> [WHAT IS NEEDED]: What lines in the data below mention the string "types"? Copy them out.

> [DATA EXTRACTS]:

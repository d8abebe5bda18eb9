pub mod cli;
pub mod config;
pub mod cost;
pub mod graph;
pub mod output;
pub mod pricing;
pub mod types;
pub mod watch;

use tracing_subscriber::{fmt, prelude::*, EnvFilter};

pub use cost::{compute_active_days, compute_costs, RateTable};
pub use types::{CostResult, ModelCost, PricingModel, PricingRates, UsageInputs};

/// Initialize logging to stderr. `RUST_LOG` takes precedence over `verbose`.
pub fn init_tracing(verbose: bool) {
    let default = if verbose { "gpucost=debug" } else { "warn" };
    let filter = EnvFilter::try_from_default_env().unwrap_or_else(|_| EnvFilter::new(default));

    tracing_subscriber::registry()
        .with(filter)
        .with(
            fmt::layer()
                .with_writer(std::io::stderr)
                .with_target(false)
                .without_time(),
        )
        .init();
}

> [ANSWER SECTION]:
pub mod types;
pub use types::{CostResult, ModelCost, PricingModel, PricingRates, UsageInputs};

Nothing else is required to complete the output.